> TASK DIRECTIONS
Nothing outside the range is wanted. Repeat exactly the lines below from the one with "minute, 0 = unlimited" through the one with "seconds, 0 disables".

> DATA FOR THIS TASK
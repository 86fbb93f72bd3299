use clap::Parser;
use std::path::PathBuf;

/// What a terminal item failure does to the rest of the batch.
#[derive(Debug, Clone, Copy, PartialEq, Eq, clap::ValueEnum)]
pub enum ErrorMode {
    /// First terminal failure aborts the whole batch
    Raise,
    /// Failures are recorded in place, other items are unaffected
    Ignore,
}

/// Engine configuration. Defaults suit a polite batch workload against a
/// shared provider.
#[derive(Debug, Clone)]
pub struct DispatchConfig {
    /// Maximum provider calls in flight at once
    pub async_capacity: usize,
    /// Admissions per rolling minute, 0 = unlimited
    pub max_requests_per_minute: u32,
    /// Durable cache location, None disables caching
    pub cache_dir: Option<PathBuf>,
    pub error_mode: ErrorMode,
    /// Per-request timeout in seconds, 0 disables
    pub timeout_secs: u64,
    /// Retries after the first attempt, transient failures only
    pub max_retries: u32,
    /// First backoff delay in seconds, doubled per retry
    pub backoff_base_secs: f64,
}

impl Default for DispatchConfig {
    fn default() -> Self {
        Self {
            async_capacity: 3,
            max_requests_per_minute: 20,
            cache_dir: None,
            error_mode: ErrorMode::Raise,
            timeout_secs: 20,
            max_retries: 2,
            backoff_base_secs: 2.0,
        }
    }
}

// CLI argument structure
#[derive(Parser, Debug, Clone)]
#[command(name = "lm-dispatch")]
#[command(about = "Batch dispatcher for language model requests")]
pub struct Args {
    // File with one prompt per line
    #[arg(short, long)]
    pub prompts: PathBuf,

    // Completion endpoint to POST canonical requests to
    #[arg(short, long)]
    pub endpoint: String,

    // Target model identifier
    #[arg(short, long)]
    pub model: String,

    // Bearer token sent with every request
    #[arg(long)]
    pub api_key: Option<String>,

    // Max provider calls in flight at once
    #[arg(long, default_value_t = 3)]
    pub async_capacity: usize,

    // Admissions per rolling minute (0 = unlimited)
    #[arg(long, default_value_t = 20)]
    pub max_requests_per_minute: u32,

    // Durable response cache directory (omit to disable caching)
    #[arg(long)]
    pub cache_dir: Option<PathBuf>,

    #[arg(long, value_enum, default_value = "raise")]
    pub error_mode: ErrorMode,

    // Per-request timeout in seconds (0 disables)
    #[arg(long, default_value_t = 20)]
    pub timeout: u64,

    // Retries per request for transient failures
    #[arg(long, default_value_t = 2)]
    pub max_retries: u32,

    // First backoff delay in seconds, doubled per retry
    #[arg(long, default_value_t = 2.0)]
    pub backoff_base: f64,

    #[arg(long)]
    pub temperature: Option<f64>,

    #[arg(long)]
    pub max_tokens: Option<u32>,
}

impl Args {
    pub fn to_config(&self) -> DispatchConfig {
        DispatchConfig {
            async_capacity: self.async_capacity,
            max_requests_per_minute: self.max_requests_per_minute,
            cache_dir: self.cache_dir.clone(),
            error_mode: self.error_mode,
            timeout_secs: self.timeout,
            max_retries: self.max_retries,
            backoff_base_secs: self.backoff_base,
        }
    }
}
use chrono::{DateTime, Utc};
use dashmap::DashMap;
use serde::{Deserialize, Serialize};
use sha2::{Digest, Sha256};
use std::fs;
use std::path::PathBuf;
use tracing::warn;

use crate::error::DispatchError;
use crate::models::{Completion, Request};

// Folded into every fingerprint; bump to invalidate existing entries when
// the record layout changes.
const CACHE_SCHEMA_VERSION: u32 = 1;

/// Content fingerprint of a request.
///
/// Covers the model identifier, the normalized message sequence and the
/// sorted parameter items, so two requests that differ only in parameter
/// insertion order hash identically.
pub fn fingerprint(request: &Request) -> String {
    let mut hasher = Sha256::new();
    hasher.update(request.model.as_bytes());
    hasher.update([0u8]);
    for message in &request.messages {
        hasher.update(message.role.as_str().as_bytes());
        hasher.update([b'=']);
        hasher.update(message.content.as_bytes());
        hasher.update([0u8]);
    }
    for item in request.parameters.canonical_items() {
        hasher.update(item.as_bytes());
        hasher.update([0u8]);
    }
    hasher.update(format!("schema_version={CACHE_SCHEMA_VERSION}").as_bytes());
    hex::encode(hasher.finalize())
}

/// Durable record, one file per fingerprint. Immutable once written.
#[derive(Debug, Clone, Serialize, Deserialize)]
pub struct CacheRecord {
    pub fingerprint: String,
    pub model: String,
    /// Truncated prompt text, kept for debugging only
    pub prompt: String,
    pub response: Completion,
    pub created_at: DateTime<Utc>,
}

/// Content-addressed response cache: a DashMap hot layer over one JSON
/// record per fingerprint on disk. Lookups never touch the network;
/// successful completions are the only thing ever stored.
pub struct CacheStore {
    hot: DashMap<String, Completion>,
    dir: PathBuf,
}

impl CacheStore {
    /// Open the store rooted at `dir`, creating the directory if needed.
    pub fn open(dir: impl Into<PathBuf>) -> Result<Self, DispatchError> {
        let dir = dir.into();
        if dir.exists() && !dir.is_dir() {
            return Err(DispatchError::Validation(format!(
                "cache path {} is not a directory",
                dir.display()
            )));
        }
        fs::create_dir_all(&dir)?;
        Ok(Self {
            hot: DashMap::new(),
            dir,
        })
    }

    fn record_path(&self, fingerprint: &str) -> PathBuf {
        self.dir.join(format!("{fingerprint}.json"))
    }

    /// Look up a cached completion. A missing or unreadable record is a
    /// miss; a corrupt one is logged and treated as a miss as well.
    pub fn lookup(&self, fingerprint: &str) -> Option<Completion> {
        if let Some(hit) = self.hot.get(fingerprint) {
            return Some(hit.clone());
        }
        let raw = fs::read_to_string(self.record_path(fingerprint)).ok()?;
        match serde_json::from_str::<CacheRecord>(&raw) {
            Ok(record) => {
                self.hot.insert(fingerprint.to_string(), record.response.clone());
                Some(record.response)
            }
            Err(err) => {
                warn!(%fingerprint, %err, "corrupt cache record, treating as miss");
                None
            }
        }
    }

    /// Persist a successful completion under its fingerprint.
    ///
    /// The record goes through a temp file and an atomic rename, so
    /// concurrent writers of distinct fingerprints never touch each other
    /// and a reader never observes a partial record. Same-fingerprint
    /// writers produce identical content, last writer wins.
    pub fn store(
        &self,
        fingerprint: &str,
        request: &Request,
        response: &Completion,
    ) -> Result<(), DispatchError> {
        let record = CacheRecord {
            fingerprint: fingerprint.to_string(),
            model: request.model.clone(),
            prompt: request.prompt_summary(),
            response: response.clone(),
            created_at: Utc::now(),
        };
        let tmp = self.dir.join(format!(".{fingerprint}.tmp"));
        fs::write(&tmp, serde_json::to_vec_pretty(&record)?)?;
        fs::rename(&tmp, self.record_path(fingerprint))?;
        self.hot.insert(fingerprint.to_string(), response.clone());
        Ok(())
    }

    /// Remove every record, durable and hot.
    pub fn clear(&self) -> Result<(), DispatchError> {
        self.hot.clear();
        for entry in fs::read_dir(&self.dir)? {
            let path = entry?.path();
            if path.extension().is_some_and(|ext| ext == "json") {
                fs::remove_file(path)?;
            }
        }
        Ok(())
    }

    /// Number of durable records.
    pub fn len(&self) -> Result<usize, DispatchError> {
        let mut count = 0;
        for entry in fs::read_dir(&self.dir)? {
            if entry?.path().extension().is_some_and(|ext| ext == "json") {
                count += 1;
            }
        }
        Ok(count)
    }
}
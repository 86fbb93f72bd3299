//! Batch dispatch engine for language-model requests: bounded concurrency,
//! rolling-window rate limiting, content-addressed response caching and a
//! two-mode failure policy over pluggable provider adapters.

pub mod adapters;
pub mod cache;
pub mod config;
pub mod engine;
pub mod error;
pub mod executor;
pub mod gate;
pub mod metrics;
pub mod models;
pub mod rate_limit;

pub use cache::{CacheRecord, CacheStore, fingerprint};
pub use config::{Args, DispatchConfig, ErrorMode};
pub use engine::DispatchEngine;
pub use error::{DispatchError, ErrorKind};
pub use executor::{Adapter, Executor};
pub use gate::{ConcurrencyGate, Slot};
pub use models::{Completion, Message, Prompt, Request, RequestParameters, Response, Role};
pub use rate_limit::RateLimiter;
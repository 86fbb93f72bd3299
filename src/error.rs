use serde::{Deserialize, Serialize};
use thiserror::Error;

/// Failure taxonomy for the dispatch pipeline.
///
/// Only `Transient` and `Timeout` are retried; everything else is terminal
/// on first occurrence.
#[derive(Debug, Error)]
pub enum DispatchError {
    /// Bad input, rejected before any dispatch work
    #[error("invalid request: {0}")]
    Validation(String),

    /// Network failure or provider-side rate limiting, worth retrying
    #[error("transient provider error: {0}")]
    Transient(String),

    /// Authentication or bad-request failure, never retried
    #[error("permanent provider error: {0}")]
    Permanent(String),

    /// Provider call exceeded the configured deadline
    #[error("request timed out after {0}s")]
    Timeout(u64),

    /// Batch was cancelled while this item was pending or in flight
    #[error("batch cancelled")]
    Cancelled,

    #[error("cache i/o error: {0}")]
    Cache(#[from] std::io::Error),

    #[error("serialization error: {0}")]
    Serialization(#[from] serde_json::Error),
}

impl DispatchError {
    /// Whether the retry loop should attempt this failure again.
    pub fn is_transient(&self) -> bool {
        matches!(self, DispatchError::Transient(_) | DispatchError::Timeout(_))
    }

    pub fn kind(&self) -> ErrorKind {
        match self {
            DispatchError::Validation(_) => ErrorKind::Validation,
            DispatchError::Transient(_) => ErrorKind::Transient,
            DispatchError::Permanent(_) => ErrorKind::Permanent,
            DispatchError::Timeout(_) => ErrorKind::Timeout,
            DispatchError::Cancelled => ErrorKind::Cancelled,
            DispatchError::Cache(_) => ErrorKind::Cache,
            DispatchError::Serialization(_) => ErrorKind::Serialization,
        }
    }
}

/// Serializable tag carried by error-tagged responses.
#[derive(Debug, Clone, Copy, PartialEq, Eq, Serialize, Deserialize)]
#[serde(rename_all = "snake_case")]
pub enum ErrorKind {
    Validation,
    Transient,
    Permanent,
    Timeout,
    Cancelled,
    Cache,
    Serialization,
}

> EXERCISE RESPONSE
    /// Admissions per rolling minute, 0 = unlimited
    pub max_requests_per_minute: u32,
    /// Durable cache location, None disables caching
    pub cache_dir: Option<PathBuf>,
    pub error_mode: ErrorMode,
    /// Per-request timeout in seconds, 0 disables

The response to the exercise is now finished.